*** Begin section ***

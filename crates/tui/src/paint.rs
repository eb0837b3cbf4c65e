//! Off-screen painting and measurement.
//!
//! This is where the fitting engine gets its measurements. [`paint`] renders
//! text into the visible buffer (clipped to its area, as any widget would)
//! and reports the *unclipped* extent of the same text as [`Metrics`], which
//! is what a region attaches to its [`NodeRef`](headway_fit::NodeRef) after
//! each render pass.
//!
//! Wrapped text is laid out in a scratch buffer as wide as the area and
//! taller than it, so the painted height can exceed the client height.

use headway_fit::Metrics;
use ratatui::{
    buffer::Buffer,
    layout::Rect,
    text::Text,
    widgets::{Paragraph, Widget, Wrap},
};

/// Upper bound on the height of the scratch buffer.
const MAX_SCRATCH_ROWS: u16 = 1024;

/// Renders `text` into `area` of `buf` and returns its measured extent.
///
/// With `wrap` set, lines are word-wrapped at the area's width and only the
/// height can overflow. Without it, every line takes exactly one row and the
/// widest line sets the scroll width.
///
/// # Examples
///
/// ```
/// use ratatui::{buffer::Buffer, layout::Rect, text::Text};
/// use headway_fit::{Axis, has_overflow};
/// use headway_tui::paint::paint;
///
/// let area = Rect::new(0, 0, 10, 1);
/// let mut buf = Buffer::empty(area);
/// let metrics = paint(Text::from("Harvard Square"), area, false, &mut buf);
///
/// assert_eq!(metrics.scroll_width, 14);
/// assert!(has_overflow(&metrics, Axis::X));
/// ```
pub fn paint(text: Text<'_>, area: Rect, wrap: bool, buf: &mut Buffer) -> Metrics {
    let (scroll_width, scroll_height) = if wrap {
        measure_wrapped(&text, area)
    } else {
        (saturate(text.width()), saturate(text.height()))
    };

    let mut paragraph = Paragraph::new(text);
    if wrap {
        paragraph = paragraph.wrap(Wrap { trim: false });
    }
    paragraph.render(area, buf);

    Metrics::new(scroll_width, scroll_height, area.width, area.height)
}

/// Lays `text` out in a scratch buffer and returns the painted extent.
fn measure_wrapped(text: &Text<'_>, area: Rect) -> (u16, u16) {
    if area.width == 0 {
        return (saturate(text.width()), saturate(text.height()));
    }

    let scratch_area = Rect::new(0, 0, area.width, scratch_rows(text, area));
    let mut scratch = Buffer::empty(scratch_area);
    Paragraph::new(text.clone())
        .wrap(Wrap { trim: false })
        .render(scratch_area, &mut scratch);

    let mut width = 0;
    let mut height = 0;
    for y in 0..scratch_area.height {
        let painted = (0..scratch_area.width)
            .rev()
            .find(|&x| scratch.cell((x, y)).is_some_and(|cell| cell.symbol() != " "));
        if let Some(x) = painted {
            width = width.max(x + 1);
            height = y + 1;
        }
    }
    (width, height)
}

/// Returns a scratch height that can hold the wrapped text, and is always
/// taller than the area so that overflow is visible.
fn scratch_rows(text: &Text<'_>, area: Rect) -> u16 {
    let width = usize::from(area.width);
    let estimate: usize = text
        .lines
        .iter()
        .map(|line| line.width().div_ceil(width).max(1))
        .sum();
    // Word wrapping can leave gaps at line ends; leave room for them.
    let rows = saturate(estimate.saturating_mul(2).saturating_add(1));
    rows.max(area.height.saturating_add(1)).min(MAX_SCRATCH_ROWS)
}

fn saturate(n: usize) -> u16 {
    u16::try_from(n).unwrap_or(u16::MAX)
}
//! Typed widgets carried by a screen payload.
//!
//! Widgets are internally tagged by a `"type"` field so the server can mix
//! kinds freely in one list. [`WidgetKind`] is the bare discriminant, used by
//! the presentation layer to look up a render strategy.

use serde::{Deserialize, Serialize};

use crate::section::Section;

/// The discriminant of a [`WidgetData`].
///
/// # Examples
///
/// ```
/// use headway_protocol::{WidgetData, WidgetKind};
///
/// let widget: WidgetData = serde_json::from_str(r#"{"type": "placeholder"}"#).unwrap();
/// assert_eq!(widget.kind(), WidgetKind::Placeholder);
/// ```
#[derive(Debug, Clone, Copy, PartialEq, Eq, Hash)]
pub enum WidgetKind {
    /// Departure list.
    Departures,
    /// Service alert card.
    Alert,
    /// Per-line subway status.
    SubwayStatus,
    /// Empty slot.
    Placeholder,
}

/// A widget in the screen body.
#[derive(Debug, Clone, PartialEq, Eq, Hash, Serialize, Deserialize)]
#[serde(tag = "type", rename_all = "snake_case")]
pub enum WidgetData {
    /// Paginated departure sections.
    Departures(DeparturesWidget),
    /// One or more alerts, shown one at a time.
    Alert(AlertWidget),
    /// Status of each subway line.
    SubwayStatus(SubwayStatusWidget),
    /// An empty slot, optionally with a caption.
    Placeholder {
        /// Caption shown in the slot.
        #[serde(default, skip_serializing_if = "Option::is_none")]
        text: Option<String>,
    },
}

impl WidgetData {
    /// Returns the discriminant of this widget.
    #[must_use]
    pub const fn kind(&self) -> WidgetKind {
        match self {
            Self::Departures(_) => WidgetKind::Departures,
            Self::Alert(_) => WidgetKind::Alert,
            Self::SubwayStatus(_) => WidgetKind::SubwayStatus,
            Self::Placeholder { .. } => WidgetKind::Placeholder,
        }
    }
}

/// Departure sections, in display order.
#[derive(Debug, Clone, Default, PartialEq, Eq, Hash, Serialize, Deserialize)]
pub struct DeparturesWidget {
    /// The sections to render.
    #[serde(default)]
    pub sections: Vec<Section>,
}

/// A service alert.
#[derive(Debug, Clone, PartialEq, Eq, Hash, Serialize, Deserialize)]
pub struct Alert {
    /// Server-assigned alert identifier.
    pub id: String,
    /// Short headline (e.g. "Red Line delays").
    pub header: String,
    /// Full description.
    #[serde(default)]
    pub body: String,
    /// Shorter description for small cards.
    #[serde(default, skip_serializing_if = "Option::is_none")]
    pub body_abbrev: Option<String>,
}

impl Alert {
    /// Creates an alert without an abbreviated body.
    #[must_use]
    pub fn new(id: impl Into<String>, header: impl Into<String>, body: impl Into<String>) -> Self {
        Self {
            id: id.into(),
            header: header.into(),
            body: body.into(),
            body_abbrev: None,
        }
    }
}

/// Alerts shown one at a time in a card.
#[derive(Debug, Clone, Default, PartialEq, Eq, Hash, Serialize, Deserialize)]
pub struct AlertWidget {
    /// The alerts, most important first.
    #[serde(default)]
    pub alerts: Vec<Alert>,
}

/// The status of a single subway line.
#[derive(Debug, Clone, PartialEq, Eq, Hash, Serialize, Deserialize)]
pub struct LineStatus {
    /// Line name (e.g. "Orange").
    pub line: String,
    /// Full status text.
    pub status: String,
    /// Shorter status text.
    #[serde(default, skip_serializing_if = "Option::is_none")]
    pub status_abbrev: Option<String>,
    /// Whether the line runs normally.
    #[serde(default)]
    pub normal: bool,
}

/// Per-line subway status.
#[derive(Debug, Clone, Default, PartialEq, Eq, Hash, Serialize, Deserialize)]
pub struct SubwayStatusWidget {
    /// One entry per line.
    #[serde(default)]
    pub lines: Vec<LineStatus>,
}

#[cfg(test)]
mod tests {
    use super::*;

    #[test]
    fn widget_tags() {
        let widget: WidgetData = serde_json::from_str(
            r#"{"type": "alert", "alerts": [{"id": "a1", "header": "Delays"}]}"#,
        )
        .unwrap();
        assert_eq!(widget.kind(), WidgetKind::Alert);
        let WidgetData::Alert(alert) = widget else {
            panic!("expected alert");
        };
        assert_eq!(alert.alerts[0].body, "");

        let widget: WidgetData =
            serde_json::from_str(r#"{"type": "subway_status", "lines": []}"#).unwrap();
        assert_eq!(widget.kind(), WidgetKind::SubwayStatus);
    }

    #[test]
    fn unknown_widget_is_rejected() {
        let result = serde_json::from_str::<WidgetData>(r#"{"type": "weather"}"#);
        assert!(result.is_err());
    }

    #[test]
    fn placeholder_text_is_optional() {
        let widget = WidgetData::Placeholder {
            text: Some("Coming soon".to_string()),
        };
        let json = serde_json::to_string(&widget).unwrap();
        assert_eq!(json, r#"{"type":"placeholder","text":"Coming soon"}"#);
    }
}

*** End section ***

What the task requires:
From the records above, copy every line that includes the word "Axis".

Answer space:
/// use headway_fit::{Axis, has_overflow};
/// assert!(has_overflow(&metrics, Axis::X));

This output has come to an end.